• Dataset records
^^^^

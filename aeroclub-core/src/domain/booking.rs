//! Booking — a reserved time interval on one aircraft.

use chrono::{NaiveDate, NaiveDateTime};
use serde::{Deserialize, Serialize};

use super::ids::{BookingId, PersonId, ResourceId};

/// A reservation as supplied by the booking-management backend.
///
/// The engine treats bookings as read-only input for one render pass.
/// `start < end` is expected but not enforced here: the placement step drops
/// bookings that violate it instead of failing the whole grid.
#[derive(Debug, Clone, PartialEq, Eq, Serialize, Deserialize)]
#[serde(rename_all = "camelCase")]
pub struct Booking {
    pub id: BookingId,
    pub resource_id: ResourceId,
    pub start: NaiveDateTime,
    pub end: NaiveDateTime,
    pub primary_person_id: PersonId,
    /// Passengers / co-pilots, at most two in practice.
    #[serde(default)]
    pub secondary_person_ids: Vec<PersonId>,
    #[serde(default)]
    pub instructor_id: Option<PersonId>,
    #[serde(default)]
    pub description: Option<String>,
}

impl Booking {
    pub fn new(
        id: impl Into<String>,
        resource_id: impl Into<String>,
        primary_person_id: impl Into<String>,
        start: NaiveDateTime,
        end: NaiveDateTime,
    ) -> Self {
        Self {
            id: BookingId::new(id),
            resource_id: ResourceId::new(resource_id),
            start,
            end,
            primary_person_id: PersonId::new(primary_person_id),
            secondary_person_ids: Vec::new(),
            instructor_id: None,
            description: None,
        }
    }

    pub fn with_instructor(mut self, instructor_id: impl Into<String>) -> Self {
        self.instructor_id = Some(PersonId::new(instructor_id));
        self
    }

    pub fn with_secondary(mut self, person_id: impl Into<String>) -> Self {
        self.secondary_person_ids.push(PersonId::new(person_id));
        self
    }

    pub fn with_description(mut self, description: impl Into<String>) -> Self {
        self.description = Some(description.into());
        self
    }

    /// Calendar day the booking starts on. This is the only day a booking is
    /// laid out on, even if it runs past midnight.
    pub fn start_day(&self) -> NaiveDate {
        self.start.date()
    }

    pub fn is_well_formed(&self) -> bool {
        self.start < self.end
    }

    pub fn is_instructional(&self) -> bool {
        self.instructor_id.is_some()
    }
}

^^^^

The data must be duplicated exactly, with nothing left out.

filename aeroclub-core/src/domain/booking.rs
//! Booking — a reserved time interval on one aircraft.

use chrono::{NaiveDate, NaiveDateTime};
use serde::{Deserialize, Serialize};

use super::ids::{BookingId, PersonId, ResourceId};

/// A reservation as supplied by the booking-management backend.
///
/// The engine treats bookings as read-only input for one render pass.
/// `start < end` is expected but not enforced here: the placement step drops
/// bookings that violate it instead of failing the whole grid.
#[derive(Debug, Clone, PartialEq, Eq, Serialize, Deserialize)]
#[serde(rename_all = "camelCase")]
pub struct Booking {
    pub id: BookingId,
    pub resource_id: ResourceId,
    pub start: NaiveDateTime,
    pub end: NaiveDateTime,
    pub primary_person_id: PersonId,
    /// Passengers / co-pilots, at most two in practice.
    #[serde(default)]
    pub secondary_person_ids: Vec<PersonId>,
    #[serde(default)]
    pub instructor_id: Option<PersonId>,
    #[serde(default)]
    pub description: Option<String>,
}

impl Booking {
    pub fn new(
        id: impl Into<String>,
        resource_id: impl Into<String>,
        primary_person_id: impl Into<String>,
        start: NaiveDateTime,
        end: NaiveDateTime,
    ) -> Self {
        Self {
            id: BookingId::new(id),
            resource_id: ResourceId::new(resource_id),
            start,
            end,
            primary_person_id: PersonId::new(primary_person_id),
            secondary_person_ids: Vec::new(),
            instructor_id: None,
            description: None,
        }
    }

    pub fn with_instructor(mut self, instructor_id: impl Into<String>) -> Self {
        self.instructor_id = Some(PersonId::new(instructor_id));
        self
    }

    pub fn with_secondary(mut self, person_id: impl Into<String>) -> Self {
        self.secondary_person_ids.push(PersonId::new(person_id));
        self
    }

    pub fn with_description(mut self, description: impl Into<String>) -> Self {
        self.description = Some(description.into());
        self
    }

    /// Calendar day the booking starts on. This is the only day a booking is
    /// laid out on, even if it runs past midnight.
    pub fn start_day(&self) -> NaiveDate {
        self.start.date()
    }

    pub fn is_well_formed(&self) -> bool {
        self.start < self.end
    }

    pub fn is_instructional(&self) -> bool {
        self.instructor_id.is_some()
    }
}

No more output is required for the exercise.